_The problem_. From the material below, work out how many lines contain "static" and answer with the number only.

------

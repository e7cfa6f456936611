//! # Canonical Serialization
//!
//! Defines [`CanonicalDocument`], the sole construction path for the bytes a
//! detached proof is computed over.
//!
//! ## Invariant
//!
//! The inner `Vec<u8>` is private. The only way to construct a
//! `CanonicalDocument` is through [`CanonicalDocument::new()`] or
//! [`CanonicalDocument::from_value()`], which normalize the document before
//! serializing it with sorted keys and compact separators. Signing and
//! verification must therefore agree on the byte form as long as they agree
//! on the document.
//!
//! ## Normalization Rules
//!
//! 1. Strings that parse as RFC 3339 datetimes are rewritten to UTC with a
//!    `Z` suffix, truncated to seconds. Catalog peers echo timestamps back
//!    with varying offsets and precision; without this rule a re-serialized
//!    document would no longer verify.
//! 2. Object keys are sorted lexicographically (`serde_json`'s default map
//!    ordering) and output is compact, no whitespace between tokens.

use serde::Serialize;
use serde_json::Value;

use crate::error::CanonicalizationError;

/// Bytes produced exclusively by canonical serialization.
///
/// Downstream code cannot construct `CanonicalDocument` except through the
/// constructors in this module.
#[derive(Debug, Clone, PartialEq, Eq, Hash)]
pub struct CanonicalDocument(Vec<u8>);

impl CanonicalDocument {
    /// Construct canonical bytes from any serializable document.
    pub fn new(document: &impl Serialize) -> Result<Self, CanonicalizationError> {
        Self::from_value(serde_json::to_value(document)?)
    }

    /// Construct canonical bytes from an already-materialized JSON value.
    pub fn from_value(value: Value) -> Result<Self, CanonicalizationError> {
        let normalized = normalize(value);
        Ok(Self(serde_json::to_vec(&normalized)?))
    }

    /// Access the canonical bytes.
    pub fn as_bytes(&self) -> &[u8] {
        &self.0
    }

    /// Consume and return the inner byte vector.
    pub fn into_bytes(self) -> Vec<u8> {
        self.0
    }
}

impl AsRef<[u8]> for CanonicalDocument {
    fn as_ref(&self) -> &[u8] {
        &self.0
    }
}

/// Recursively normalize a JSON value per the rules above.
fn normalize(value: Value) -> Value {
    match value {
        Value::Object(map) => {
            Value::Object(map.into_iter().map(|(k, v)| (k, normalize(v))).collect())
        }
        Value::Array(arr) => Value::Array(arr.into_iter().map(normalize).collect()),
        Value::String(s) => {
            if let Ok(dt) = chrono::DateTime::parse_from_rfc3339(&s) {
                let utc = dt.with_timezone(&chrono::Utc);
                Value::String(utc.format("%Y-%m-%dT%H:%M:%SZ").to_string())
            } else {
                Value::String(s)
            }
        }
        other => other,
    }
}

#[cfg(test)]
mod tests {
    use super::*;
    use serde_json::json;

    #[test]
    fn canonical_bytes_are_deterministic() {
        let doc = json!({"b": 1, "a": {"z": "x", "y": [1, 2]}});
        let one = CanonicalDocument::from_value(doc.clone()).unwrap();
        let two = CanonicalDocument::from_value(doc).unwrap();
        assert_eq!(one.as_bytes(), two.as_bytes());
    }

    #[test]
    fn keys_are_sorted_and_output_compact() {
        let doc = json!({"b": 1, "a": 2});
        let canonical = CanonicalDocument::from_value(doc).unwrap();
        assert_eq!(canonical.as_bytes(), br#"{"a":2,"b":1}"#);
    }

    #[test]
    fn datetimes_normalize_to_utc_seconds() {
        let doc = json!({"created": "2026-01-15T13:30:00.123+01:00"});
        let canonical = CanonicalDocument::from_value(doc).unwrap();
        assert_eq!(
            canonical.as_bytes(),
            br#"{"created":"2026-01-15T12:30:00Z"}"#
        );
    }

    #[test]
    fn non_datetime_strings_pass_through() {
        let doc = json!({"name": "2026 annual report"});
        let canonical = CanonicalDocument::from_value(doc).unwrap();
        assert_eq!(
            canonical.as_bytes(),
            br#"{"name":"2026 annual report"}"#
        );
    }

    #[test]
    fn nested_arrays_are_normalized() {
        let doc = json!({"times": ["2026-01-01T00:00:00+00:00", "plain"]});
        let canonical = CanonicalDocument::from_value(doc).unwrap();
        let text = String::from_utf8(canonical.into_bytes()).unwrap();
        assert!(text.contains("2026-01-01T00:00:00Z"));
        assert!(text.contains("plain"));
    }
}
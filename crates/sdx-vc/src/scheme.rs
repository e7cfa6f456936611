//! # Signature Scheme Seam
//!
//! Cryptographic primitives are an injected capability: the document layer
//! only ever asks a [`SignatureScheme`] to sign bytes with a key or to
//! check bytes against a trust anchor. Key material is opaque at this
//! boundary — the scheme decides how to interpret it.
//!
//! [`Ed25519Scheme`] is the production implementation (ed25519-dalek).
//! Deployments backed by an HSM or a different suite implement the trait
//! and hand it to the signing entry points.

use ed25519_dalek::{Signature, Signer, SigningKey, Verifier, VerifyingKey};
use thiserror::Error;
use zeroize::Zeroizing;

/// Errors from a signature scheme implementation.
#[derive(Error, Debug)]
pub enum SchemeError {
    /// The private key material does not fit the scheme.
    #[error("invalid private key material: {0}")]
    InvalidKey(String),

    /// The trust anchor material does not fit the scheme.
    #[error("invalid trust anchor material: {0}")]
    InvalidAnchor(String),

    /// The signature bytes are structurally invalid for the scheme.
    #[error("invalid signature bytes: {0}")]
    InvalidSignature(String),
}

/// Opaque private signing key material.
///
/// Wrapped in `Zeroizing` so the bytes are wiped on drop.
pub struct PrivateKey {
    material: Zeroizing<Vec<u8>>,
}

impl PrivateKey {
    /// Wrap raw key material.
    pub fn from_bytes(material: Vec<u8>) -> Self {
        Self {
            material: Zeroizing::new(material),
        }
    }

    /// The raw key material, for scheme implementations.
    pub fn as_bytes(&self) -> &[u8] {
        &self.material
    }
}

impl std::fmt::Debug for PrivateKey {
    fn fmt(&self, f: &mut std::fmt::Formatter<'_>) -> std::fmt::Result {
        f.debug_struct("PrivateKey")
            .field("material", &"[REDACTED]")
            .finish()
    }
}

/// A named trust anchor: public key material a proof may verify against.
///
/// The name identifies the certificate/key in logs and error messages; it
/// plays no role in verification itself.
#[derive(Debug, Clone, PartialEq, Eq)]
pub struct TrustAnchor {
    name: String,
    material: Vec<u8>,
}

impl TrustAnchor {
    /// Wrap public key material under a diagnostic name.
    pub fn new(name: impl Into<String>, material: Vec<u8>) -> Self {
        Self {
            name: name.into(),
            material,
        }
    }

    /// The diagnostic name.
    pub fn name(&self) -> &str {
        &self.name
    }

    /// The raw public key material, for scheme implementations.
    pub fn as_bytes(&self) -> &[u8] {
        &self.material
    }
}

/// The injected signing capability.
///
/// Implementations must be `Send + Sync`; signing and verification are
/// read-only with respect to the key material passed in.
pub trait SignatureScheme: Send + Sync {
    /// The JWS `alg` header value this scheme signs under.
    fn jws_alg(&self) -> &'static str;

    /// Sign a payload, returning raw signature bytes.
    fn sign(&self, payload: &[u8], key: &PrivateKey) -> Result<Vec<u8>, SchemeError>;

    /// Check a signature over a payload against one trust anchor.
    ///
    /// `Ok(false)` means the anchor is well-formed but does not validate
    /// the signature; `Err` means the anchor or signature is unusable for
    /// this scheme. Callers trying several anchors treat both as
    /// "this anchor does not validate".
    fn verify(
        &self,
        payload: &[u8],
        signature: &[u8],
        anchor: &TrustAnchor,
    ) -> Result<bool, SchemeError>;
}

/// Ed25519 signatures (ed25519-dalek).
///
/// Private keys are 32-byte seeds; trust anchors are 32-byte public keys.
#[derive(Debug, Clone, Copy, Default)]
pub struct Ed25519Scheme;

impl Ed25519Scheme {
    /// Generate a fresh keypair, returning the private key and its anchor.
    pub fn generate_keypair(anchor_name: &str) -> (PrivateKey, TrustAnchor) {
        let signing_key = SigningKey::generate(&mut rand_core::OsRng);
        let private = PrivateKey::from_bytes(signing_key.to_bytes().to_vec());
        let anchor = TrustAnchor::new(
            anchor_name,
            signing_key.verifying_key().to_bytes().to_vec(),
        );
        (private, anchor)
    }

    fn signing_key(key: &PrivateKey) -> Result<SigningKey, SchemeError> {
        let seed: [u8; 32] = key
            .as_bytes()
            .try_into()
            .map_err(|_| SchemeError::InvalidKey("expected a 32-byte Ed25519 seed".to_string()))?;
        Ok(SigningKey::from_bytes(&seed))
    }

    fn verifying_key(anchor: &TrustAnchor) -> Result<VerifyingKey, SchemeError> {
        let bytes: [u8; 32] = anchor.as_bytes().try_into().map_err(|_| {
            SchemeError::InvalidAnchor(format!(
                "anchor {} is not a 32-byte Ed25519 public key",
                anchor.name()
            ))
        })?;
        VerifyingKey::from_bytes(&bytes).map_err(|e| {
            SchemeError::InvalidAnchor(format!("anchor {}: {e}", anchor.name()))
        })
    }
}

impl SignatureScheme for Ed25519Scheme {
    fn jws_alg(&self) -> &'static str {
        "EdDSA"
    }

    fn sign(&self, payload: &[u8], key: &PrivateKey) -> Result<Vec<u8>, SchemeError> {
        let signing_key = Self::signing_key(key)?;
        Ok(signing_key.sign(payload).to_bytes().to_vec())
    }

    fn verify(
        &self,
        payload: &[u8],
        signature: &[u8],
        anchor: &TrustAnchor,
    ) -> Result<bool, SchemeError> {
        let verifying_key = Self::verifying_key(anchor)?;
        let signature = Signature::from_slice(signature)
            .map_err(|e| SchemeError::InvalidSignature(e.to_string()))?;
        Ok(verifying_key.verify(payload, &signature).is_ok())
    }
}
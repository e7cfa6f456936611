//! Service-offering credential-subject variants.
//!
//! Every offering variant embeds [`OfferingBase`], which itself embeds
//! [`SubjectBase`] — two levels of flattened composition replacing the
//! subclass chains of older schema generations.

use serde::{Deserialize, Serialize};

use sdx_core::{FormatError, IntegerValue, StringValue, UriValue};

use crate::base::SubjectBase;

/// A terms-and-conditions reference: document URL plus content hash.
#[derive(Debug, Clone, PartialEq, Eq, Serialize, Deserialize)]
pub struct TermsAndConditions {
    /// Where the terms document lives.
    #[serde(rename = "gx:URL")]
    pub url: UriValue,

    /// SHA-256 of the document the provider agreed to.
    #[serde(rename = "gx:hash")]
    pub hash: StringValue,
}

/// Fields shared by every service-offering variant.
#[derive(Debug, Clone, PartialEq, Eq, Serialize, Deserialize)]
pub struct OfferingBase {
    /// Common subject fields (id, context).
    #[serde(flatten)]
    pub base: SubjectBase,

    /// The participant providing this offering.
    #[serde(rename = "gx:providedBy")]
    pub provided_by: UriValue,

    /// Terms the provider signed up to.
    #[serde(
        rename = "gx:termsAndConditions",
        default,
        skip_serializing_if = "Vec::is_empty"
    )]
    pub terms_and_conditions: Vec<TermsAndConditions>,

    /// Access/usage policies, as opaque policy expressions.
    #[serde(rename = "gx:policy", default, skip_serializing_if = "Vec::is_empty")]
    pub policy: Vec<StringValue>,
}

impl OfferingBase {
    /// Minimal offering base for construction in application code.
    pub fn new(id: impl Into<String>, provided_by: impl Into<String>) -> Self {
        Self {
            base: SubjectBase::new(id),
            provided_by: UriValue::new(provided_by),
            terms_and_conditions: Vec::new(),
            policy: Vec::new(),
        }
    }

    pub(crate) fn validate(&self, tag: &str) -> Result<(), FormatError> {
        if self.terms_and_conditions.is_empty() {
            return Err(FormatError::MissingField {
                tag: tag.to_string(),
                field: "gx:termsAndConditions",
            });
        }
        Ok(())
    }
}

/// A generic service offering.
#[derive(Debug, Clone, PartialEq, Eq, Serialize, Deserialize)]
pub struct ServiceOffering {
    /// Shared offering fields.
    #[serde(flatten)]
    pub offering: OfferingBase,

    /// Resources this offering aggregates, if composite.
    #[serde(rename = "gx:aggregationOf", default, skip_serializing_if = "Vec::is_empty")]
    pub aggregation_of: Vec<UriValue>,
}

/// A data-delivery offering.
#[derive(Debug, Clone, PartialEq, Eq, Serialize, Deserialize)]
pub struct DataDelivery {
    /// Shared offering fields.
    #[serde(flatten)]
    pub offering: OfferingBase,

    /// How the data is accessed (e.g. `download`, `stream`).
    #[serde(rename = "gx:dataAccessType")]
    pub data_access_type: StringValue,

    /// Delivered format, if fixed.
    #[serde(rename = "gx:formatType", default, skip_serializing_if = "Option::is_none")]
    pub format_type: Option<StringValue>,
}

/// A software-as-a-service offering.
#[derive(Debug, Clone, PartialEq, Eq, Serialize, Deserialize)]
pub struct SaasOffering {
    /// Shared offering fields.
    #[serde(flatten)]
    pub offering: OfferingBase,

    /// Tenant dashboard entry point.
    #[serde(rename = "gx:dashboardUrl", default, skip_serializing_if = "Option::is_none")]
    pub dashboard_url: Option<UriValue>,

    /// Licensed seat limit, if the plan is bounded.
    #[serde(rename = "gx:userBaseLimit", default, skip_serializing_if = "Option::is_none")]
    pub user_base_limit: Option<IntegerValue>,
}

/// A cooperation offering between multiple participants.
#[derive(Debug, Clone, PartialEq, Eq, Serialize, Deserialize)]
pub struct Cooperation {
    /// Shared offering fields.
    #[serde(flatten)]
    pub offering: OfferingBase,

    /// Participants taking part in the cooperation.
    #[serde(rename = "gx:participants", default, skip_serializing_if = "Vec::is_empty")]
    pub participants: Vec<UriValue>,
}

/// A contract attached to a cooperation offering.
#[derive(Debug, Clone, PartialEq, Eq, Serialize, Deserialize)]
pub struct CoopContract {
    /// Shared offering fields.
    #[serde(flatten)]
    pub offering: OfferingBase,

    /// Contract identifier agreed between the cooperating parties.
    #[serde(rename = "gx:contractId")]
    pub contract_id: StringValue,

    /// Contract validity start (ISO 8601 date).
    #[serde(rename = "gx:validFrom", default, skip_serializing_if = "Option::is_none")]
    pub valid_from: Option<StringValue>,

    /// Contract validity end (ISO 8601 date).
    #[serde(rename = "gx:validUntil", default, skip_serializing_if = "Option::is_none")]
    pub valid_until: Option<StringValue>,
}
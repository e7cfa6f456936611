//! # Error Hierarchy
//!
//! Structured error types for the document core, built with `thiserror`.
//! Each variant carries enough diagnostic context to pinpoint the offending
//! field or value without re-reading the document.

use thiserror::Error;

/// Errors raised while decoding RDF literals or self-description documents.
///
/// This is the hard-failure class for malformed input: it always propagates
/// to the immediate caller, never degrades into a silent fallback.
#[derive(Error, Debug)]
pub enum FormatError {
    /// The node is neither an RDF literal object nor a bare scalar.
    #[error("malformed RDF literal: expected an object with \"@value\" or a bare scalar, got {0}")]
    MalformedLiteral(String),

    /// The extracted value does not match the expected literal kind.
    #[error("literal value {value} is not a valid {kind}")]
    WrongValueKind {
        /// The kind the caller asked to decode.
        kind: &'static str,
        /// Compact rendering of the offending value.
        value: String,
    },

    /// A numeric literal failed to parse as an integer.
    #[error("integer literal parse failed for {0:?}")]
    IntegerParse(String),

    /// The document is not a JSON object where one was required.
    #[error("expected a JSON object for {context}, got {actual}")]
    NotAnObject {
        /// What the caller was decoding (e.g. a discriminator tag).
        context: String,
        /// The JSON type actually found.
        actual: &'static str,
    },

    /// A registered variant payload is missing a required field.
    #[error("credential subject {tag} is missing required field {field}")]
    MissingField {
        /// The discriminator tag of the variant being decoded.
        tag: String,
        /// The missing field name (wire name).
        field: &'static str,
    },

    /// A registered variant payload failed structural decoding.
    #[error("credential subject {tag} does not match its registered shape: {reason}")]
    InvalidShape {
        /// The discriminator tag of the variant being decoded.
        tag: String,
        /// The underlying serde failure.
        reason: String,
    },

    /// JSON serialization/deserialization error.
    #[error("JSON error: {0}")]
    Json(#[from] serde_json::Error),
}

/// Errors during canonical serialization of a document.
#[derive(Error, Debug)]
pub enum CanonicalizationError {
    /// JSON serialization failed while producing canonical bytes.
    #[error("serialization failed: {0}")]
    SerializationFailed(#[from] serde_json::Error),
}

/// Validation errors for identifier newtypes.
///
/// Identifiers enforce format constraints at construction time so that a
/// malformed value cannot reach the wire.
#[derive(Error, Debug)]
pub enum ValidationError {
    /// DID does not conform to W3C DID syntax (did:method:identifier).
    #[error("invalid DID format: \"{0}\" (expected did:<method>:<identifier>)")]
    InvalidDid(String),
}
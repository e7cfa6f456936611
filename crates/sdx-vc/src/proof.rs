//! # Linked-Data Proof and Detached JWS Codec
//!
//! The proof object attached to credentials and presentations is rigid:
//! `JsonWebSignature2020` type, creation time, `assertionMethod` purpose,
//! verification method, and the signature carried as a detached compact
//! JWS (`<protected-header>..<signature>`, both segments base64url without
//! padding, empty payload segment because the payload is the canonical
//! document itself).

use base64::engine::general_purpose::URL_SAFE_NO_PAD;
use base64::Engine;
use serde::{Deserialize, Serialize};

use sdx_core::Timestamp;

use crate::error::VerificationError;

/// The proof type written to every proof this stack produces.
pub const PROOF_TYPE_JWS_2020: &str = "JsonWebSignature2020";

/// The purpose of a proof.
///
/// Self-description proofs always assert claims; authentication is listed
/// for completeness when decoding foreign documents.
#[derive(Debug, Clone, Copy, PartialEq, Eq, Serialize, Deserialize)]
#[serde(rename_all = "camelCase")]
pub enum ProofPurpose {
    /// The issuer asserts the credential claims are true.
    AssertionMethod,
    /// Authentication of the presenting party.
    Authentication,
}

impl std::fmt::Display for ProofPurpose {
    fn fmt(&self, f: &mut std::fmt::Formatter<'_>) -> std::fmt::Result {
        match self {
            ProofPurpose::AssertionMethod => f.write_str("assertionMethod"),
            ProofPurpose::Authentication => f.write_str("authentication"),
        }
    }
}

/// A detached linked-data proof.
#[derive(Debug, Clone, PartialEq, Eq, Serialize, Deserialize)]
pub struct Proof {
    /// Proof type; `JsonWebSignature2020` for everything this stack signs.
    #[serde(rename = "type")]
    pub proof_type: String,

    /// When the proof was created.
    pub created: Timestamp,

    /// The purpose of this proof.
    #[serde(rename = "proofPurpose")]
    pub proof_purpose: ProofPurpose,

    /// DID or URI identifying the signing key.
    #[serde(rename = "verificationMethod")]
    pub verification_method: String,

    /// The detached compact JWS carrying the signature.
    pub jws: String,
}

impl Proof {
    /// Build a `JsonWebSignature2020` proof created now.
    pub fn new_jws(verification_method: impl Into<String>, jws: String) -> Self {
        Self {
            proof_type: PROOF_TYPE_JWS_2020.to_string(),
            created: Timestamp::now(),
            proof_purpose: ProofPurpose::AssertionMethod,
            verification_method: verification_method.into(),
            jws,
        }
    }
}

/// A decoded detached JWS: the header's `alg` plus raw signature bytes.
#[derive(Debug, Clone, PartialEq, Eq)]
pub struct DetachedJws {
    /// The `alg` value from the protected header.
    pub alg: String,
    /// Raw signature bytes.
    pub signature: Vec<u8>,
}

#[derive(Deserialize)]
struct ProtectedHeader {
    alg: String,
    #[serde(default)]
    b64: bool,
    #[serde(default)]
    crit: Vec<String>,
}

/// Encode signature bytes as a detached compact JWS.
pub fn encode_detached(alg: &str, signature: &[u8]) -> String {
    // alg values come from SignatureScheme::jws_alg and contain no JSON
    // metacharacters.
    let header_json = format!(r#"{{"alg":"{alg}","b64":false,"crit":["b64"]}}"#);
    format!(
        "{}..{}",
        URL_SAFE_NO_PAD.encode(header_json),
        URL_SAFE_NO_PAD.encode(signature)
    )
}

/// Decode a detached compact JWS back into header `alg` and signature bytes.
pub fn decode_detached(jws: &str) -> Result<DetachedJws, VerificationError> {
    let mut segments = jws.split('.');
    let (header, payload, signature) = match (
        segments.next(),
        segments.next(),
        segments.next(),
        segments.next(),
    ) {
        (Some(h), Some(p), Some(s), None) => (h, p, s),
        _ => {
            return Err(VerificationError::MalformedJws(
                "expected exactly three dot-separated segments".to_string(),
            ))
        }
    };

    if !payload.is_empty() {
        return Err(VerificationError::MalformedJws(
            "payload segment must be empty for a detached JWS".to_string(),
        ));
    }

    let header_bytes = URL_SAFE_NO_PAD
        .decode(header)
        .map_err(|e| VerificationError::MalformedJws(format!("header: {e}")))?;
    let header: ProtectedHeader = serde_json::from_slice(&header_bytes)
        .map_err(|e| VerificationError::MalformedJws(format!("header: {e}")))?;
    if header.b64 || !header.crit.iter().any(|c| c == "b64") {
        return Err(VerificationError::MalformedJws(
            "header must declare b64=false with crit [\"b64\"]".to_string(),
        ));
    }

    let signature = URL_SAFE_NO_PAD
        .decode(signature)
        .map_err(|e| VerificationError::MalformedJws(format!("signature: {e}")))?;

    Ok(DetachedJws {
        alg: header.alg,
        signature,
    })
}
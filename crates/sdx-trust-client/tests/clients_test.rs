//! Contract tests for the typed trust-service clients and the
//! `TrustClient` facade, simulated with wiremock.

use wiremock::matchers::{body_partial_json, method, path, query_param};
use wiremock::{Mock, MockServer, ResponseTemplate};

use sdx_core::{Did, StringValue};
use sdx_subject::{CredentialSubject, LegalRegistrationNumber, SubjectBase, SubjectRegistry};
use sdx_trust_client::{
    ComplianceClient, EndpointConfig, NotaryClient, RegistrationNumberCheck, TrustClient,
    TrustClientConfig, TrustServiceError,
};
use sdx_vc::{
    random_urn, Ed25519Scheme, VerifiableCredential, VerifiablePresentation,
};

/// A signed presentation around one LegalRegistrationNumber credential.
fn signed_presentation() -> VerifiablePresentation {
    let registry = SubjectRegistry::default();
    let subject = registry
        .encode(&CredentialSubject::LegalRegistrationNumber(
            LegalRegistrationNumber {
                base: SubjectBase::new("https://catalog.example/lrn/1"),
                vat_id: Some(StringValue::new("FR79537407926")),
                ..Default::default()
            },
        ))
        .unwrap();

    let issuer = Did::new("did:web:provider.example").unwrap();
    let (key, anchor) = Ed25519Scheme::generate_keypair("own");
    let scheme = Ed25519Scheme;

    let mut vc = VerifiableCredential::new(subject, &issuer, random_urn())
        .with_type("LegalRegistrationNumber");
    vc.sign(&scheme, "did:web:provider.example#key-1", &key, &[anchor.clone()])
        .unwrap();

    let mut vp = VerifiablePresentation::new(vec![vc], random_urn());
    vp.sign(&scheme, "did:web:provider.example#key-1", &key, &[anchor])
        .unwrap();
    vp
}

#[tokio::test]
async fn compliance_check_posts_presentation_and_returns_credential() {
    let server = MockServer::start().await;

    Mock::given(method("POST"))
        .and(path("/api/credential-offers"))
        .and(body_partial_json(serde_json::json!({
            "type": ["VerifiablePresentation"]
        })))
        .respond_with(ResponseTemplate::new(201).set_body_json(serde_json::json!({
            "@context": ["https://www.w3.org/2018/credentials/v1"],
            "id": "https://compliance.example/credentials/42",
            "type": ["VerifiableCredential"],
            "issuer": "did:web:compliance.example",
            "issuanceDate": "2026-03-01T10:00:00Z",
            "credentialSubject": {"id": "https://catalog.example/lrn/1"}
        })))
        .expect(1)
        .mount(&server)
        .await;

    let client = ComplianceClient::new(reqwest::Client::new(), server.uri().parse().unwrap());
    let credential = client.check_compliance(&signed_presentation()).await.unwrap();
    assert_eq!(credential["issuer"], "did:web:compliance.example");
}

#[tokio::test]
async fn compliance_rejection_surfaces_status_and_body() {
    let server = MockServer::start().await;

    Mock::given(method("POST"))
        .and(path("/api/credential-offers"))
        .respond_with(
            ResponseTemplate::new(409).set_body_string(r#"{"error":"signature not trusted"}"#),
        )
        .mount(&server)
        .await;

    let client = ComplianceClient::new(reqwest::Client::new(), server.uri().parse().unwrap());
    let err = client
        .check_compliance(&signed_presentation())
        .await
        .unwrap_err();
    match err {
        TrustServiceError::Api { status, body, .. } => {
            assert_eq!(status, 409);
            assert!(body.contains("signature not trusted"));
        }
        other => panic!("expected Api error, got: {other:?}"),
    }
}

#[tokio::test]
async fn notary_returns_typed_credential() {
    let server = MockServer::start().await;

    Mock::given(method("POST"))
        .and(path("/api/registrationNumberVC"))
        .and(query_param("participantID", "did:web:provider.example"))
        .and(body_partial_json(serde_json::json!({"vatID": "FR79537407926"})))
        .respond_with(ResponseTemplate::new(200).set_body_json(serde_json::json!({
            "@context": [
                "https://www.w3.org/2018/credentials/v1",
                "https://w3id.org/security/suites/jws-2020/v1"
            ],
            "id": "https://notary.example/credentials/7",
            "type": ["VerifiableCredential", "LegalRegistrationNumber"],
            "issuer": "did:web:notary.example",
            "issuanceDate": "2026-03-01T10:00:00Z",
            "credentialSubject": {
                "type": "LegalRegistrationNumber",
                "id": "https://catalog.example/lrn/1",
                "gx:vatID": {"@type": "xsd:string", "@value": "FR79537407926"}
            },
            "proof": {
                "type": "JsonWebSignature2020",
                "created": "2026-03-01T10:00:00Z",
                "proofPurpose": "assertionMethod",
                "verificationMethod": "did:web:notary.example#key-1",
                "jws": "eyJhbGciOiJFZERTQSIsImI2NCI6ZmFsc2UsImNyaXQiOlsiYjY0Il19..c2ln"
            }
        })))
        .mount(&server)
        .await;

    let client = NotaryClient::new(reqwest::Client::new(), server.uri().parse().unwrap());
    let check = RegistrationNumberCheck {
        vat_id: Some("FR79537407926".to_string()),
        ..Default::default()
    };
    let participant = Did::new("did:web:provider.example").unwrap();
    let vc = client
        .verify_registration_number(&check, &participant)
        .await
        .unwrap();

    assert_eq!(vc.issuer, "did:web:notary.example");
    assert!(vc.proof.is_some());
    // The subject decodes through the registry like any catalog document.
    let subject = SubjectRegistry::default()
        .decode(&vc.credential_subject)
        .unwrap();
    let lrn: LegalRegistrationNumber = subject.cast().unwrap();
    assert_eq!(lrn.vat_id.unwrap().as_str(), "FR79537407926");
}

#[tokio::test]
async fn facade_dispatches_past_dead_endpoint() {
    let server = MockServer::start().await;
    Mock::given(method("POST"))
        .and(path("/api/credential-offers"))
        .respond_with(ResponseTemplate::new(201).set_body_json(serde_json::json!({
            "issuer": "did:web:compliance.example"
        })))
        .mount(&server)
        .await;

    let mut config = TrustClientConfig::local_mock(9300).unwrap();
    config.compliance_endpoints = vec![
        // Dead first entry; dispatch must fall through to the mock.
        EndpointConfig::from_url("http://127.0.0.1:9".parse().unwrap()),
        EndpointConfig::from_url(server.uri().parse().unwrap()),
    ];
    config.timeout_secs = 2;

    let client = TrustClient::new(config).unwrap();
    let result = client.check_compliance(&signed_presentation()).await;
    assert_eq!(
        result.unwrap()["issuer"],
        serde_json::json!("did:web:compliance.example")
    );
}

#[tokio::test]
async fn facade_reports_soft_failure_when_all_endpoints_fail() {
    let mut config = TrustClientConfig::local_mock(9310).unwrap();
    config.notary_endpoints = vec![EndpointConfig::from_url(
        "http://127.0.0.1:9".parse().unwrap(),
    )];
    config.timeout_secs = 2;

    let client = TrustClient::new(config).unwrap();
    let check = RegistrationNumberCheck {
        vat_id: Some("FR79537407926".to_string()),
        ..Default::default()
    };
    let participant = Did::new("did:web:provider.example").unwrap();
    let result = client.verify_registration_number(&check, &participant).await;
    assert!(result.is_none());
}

------

_Exercise result_. 5